* [Exercise data]:
○ ○ ○ ○ ○
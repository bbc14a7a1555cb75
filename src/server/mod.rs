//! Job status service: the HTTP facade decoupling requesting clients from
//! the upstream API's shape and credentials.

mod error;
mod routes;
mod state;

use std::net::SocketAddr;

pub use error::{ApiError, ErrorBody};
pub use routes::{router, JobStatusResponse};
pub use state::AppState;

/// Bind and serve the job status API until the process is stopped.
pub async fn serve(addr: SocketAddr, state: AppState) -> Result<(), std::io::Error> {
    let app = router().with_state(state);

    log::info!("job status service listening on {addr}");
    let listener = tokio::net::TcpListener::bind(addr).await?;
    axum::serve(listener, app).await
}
○ ○ ○ ○ ○
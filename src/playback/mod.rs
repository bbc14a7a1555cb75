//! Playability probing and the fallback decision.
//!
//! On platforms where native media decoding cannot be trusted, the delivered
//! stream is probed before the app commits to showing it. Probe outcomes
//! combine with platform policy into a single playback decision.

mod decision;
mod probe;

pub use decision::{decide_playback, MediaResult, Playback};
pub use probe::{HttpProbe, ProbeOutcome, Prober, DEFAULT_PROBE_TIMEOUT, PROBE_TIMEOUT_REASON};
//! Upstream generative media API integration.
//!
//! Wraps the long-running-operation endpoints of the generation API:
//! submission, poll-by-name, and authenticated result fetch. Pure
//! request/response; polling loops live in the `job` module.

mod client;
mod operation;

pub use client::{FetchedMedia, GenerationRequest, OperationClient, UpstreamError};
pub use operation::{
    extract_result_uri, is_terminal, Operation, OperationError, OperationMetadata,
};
○ ○ ○ ○ ○
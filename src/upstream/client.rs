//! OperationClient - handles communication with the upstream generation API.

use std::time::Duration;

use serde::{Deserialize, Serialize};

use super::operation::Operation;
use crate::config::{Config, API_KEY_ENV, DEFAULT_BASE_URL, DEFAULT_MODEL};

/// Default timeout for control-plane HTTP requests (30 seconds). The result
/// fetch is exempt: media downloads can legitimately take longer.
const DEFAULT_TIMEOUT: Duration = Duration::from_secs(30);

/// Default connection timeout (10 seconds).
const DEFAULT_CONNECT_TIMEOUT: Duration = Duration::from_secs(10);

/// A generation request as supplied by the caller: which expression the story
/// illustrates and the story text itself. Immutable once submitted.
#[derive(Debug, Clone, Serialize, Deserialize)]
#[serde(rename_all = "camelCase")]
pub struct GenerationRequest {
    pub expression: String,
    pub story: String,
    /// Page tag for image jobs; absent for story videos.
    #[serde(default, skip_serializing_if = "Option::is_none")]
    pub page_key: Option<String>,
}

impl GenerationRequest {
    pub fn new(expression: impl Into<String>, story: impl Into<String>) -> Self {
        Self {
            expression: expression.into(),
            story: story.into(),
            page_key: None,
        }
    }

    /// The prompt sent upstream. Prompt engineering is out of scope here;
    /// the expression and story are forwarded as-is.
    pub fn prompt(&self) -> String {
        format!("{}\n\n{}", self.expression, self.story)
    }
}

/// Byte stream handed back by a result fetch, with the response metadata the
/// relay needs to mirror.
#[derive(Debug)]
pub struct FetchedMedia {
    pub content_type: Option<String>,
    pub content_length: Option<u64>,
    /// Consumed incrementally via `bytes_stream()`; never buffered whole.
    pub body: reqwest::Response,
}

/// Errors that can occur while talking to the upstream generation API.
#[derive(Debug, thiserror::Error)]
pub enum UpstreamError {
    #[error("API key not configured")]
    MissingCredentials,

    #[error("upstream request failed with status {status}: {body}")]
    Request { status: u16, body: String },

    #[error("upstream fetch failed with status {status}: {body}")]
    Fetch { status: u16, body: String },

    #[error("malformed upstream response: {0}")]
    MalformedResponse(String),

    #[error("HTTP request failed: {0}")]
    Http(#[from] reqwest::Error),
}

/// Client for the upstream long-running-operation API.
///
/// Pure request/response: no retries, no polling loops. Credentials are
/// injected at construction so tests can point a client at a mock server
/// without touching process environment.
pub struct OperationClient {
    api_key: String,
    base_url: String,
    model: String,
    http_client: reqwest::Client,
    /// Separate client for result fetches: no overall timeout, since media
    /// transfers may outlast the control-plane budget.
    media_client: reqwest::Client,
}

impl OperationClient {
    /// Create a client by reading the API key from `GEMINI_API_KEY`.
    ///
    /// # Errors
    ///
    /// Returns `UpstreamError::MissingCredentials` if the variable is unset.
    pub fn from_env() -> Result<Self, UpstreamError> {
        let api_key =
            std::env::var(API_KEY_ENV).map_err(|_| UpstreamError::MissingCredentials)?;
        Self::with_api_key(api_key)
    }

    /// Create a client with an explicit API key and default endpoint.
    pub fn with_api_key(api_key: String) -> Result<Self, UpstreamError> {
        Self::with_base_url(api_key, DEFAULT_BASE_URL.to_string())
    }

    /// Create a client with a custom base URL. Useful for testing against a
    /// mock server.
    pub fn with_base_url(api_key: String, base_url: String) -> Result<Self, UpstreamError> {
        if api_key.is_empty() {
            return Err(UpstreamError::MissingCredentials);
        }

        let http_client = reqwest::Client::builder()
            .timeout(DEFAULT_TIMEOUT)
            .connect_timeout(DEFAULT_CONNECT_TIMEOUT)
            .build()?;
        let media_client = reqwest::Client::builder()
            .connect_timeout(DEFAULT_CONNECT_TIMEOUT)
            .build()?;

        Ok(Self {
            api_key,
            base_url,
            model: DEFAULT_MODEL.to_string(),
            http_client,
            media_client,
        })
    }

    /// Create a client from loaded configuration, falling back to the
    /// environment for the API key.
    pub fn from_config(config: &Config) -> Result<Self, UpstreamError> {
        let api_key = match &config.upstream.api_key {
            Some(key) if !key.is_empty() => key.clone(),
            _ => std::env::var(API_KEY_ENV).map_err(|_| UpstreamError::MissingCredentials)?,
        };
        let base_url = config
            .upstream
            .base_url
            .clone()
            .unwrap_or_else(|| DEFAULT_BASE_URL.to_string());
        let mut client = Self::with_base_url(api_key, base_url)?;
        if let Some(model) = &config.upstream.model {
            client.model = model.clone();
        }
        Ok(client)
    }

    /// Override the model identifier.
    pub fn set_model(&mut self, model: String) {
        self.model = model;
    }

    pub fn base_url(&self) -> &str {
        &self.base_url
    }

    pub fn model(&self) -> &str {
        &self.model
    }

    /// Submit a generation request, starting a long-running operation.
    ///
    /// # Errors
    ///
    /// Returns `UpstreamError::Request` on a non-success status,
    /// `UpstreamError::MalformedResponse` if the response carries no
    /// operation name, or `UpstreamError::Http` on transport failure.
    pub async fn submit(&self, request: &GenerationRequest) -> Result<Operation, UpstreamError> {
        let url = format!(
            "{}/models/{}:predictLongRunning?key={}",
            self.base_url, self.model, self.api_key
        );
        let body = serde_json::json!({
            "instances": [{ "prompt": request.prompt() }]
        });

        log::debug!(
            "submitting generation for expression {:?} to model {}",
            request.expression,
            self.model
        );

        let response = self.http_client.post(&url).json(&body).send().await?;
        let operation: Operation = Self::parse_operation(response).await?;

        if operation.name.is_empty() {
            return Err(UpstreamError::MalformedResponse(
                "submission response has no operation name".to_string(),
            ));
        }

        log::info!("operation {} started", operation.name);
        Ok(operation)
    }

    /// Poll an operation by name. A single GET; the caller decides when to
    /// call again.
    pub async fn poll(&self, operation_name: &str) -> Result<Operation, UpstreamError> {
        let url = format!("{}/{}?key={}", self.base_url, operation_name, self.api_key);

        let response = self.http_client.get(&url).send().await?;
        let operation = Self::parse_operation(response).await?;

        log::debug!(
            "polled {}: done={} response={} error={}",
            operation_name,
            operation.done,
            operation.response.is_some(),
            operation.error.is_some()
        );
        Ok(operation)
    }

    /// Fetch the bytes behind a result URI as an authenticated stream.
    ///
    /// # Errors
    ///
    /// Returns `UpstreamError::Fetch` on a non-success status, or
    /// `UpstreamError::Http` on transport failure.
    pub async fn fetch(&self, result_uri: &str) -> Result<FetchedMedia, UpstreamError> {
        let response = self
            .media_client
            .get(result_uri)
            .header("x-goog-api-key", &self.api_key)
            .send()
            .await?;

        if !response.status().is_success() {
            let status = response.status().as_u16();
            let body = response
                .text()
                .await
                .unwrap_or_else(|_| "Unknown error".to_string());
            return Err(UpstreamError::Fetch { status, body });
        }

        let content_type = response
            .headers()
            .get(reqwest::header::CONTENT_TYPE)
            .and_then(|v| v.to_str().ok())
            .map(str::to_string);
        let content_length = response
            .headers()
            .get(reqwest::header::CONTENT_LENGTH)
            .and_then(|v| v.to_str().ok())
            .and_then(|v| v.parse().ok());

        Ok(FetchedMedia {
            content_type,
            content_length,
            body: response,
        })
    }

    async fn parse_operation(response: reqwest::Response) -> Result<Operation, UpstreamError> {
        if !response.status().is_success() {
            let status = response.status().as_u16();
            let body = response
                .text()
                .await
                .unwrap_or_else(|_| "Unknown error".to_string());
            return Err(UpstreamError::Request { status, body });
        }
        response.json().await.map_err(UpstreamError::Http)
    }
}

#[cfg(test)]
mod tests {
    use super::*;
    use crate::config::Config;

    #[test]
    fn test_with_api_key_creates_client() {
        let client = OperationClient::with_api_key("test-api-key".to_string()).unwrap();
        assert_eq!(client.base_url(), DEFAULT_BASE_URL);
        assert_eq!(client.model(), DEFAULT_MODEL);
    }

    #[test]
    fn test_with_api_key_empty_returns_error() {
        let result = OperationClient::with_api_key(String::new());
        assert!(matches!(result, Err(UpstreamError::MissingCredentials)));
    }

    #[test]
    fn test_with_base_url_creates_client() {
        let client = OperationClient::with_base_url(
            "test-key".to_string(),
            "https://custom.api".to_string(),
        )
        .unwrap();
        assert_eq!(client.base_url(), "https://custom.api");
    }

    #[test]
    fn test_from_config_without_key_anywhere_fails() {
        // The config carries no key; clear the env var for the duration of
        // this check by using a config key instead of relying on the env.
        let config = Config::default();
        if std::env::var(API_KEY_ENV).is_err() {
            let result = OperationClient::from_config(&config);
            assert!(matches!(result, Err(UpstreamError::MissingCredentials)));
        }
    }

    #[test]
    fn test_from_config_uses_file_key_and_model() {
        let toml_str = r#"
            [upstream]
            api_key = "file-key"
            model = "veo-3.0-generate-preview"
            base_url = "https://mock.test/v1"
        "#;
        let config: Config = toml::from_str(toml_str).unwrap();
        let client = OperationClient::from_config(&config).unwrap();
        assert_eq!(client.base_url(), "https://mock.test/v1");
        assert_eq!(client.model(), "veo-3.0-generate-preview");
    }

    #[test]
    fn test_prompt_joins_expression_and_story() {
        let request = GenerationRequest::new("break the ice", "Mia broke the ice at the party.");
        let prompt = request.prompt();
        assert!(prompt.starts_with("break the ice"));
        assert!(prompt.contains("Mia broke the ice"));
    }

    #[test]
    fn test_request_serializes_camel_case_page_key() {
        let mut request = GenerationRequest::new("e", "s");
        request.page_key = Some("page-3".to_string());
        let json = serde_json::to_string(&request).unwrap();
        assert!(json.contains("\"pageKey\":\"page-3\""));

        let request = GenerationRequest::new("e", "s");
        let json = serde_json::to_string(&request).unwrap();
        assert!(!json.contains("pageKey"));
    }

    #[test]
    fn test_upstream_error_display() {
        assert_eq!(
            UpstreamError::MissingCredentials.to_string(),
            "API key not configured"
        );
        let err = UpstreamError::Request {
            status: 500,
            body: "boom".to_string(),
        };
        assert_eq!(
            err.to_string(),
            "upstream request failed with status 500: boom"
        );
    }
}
○ ○ ○ ○ ○
* [Work task]:
Using the records above, gather all lines where the string "service" is present.

* [Exercise result]:
//! Job status service: the HTTP facade decoupling requesting clients from
    log::info!("job status service listening on {addr}");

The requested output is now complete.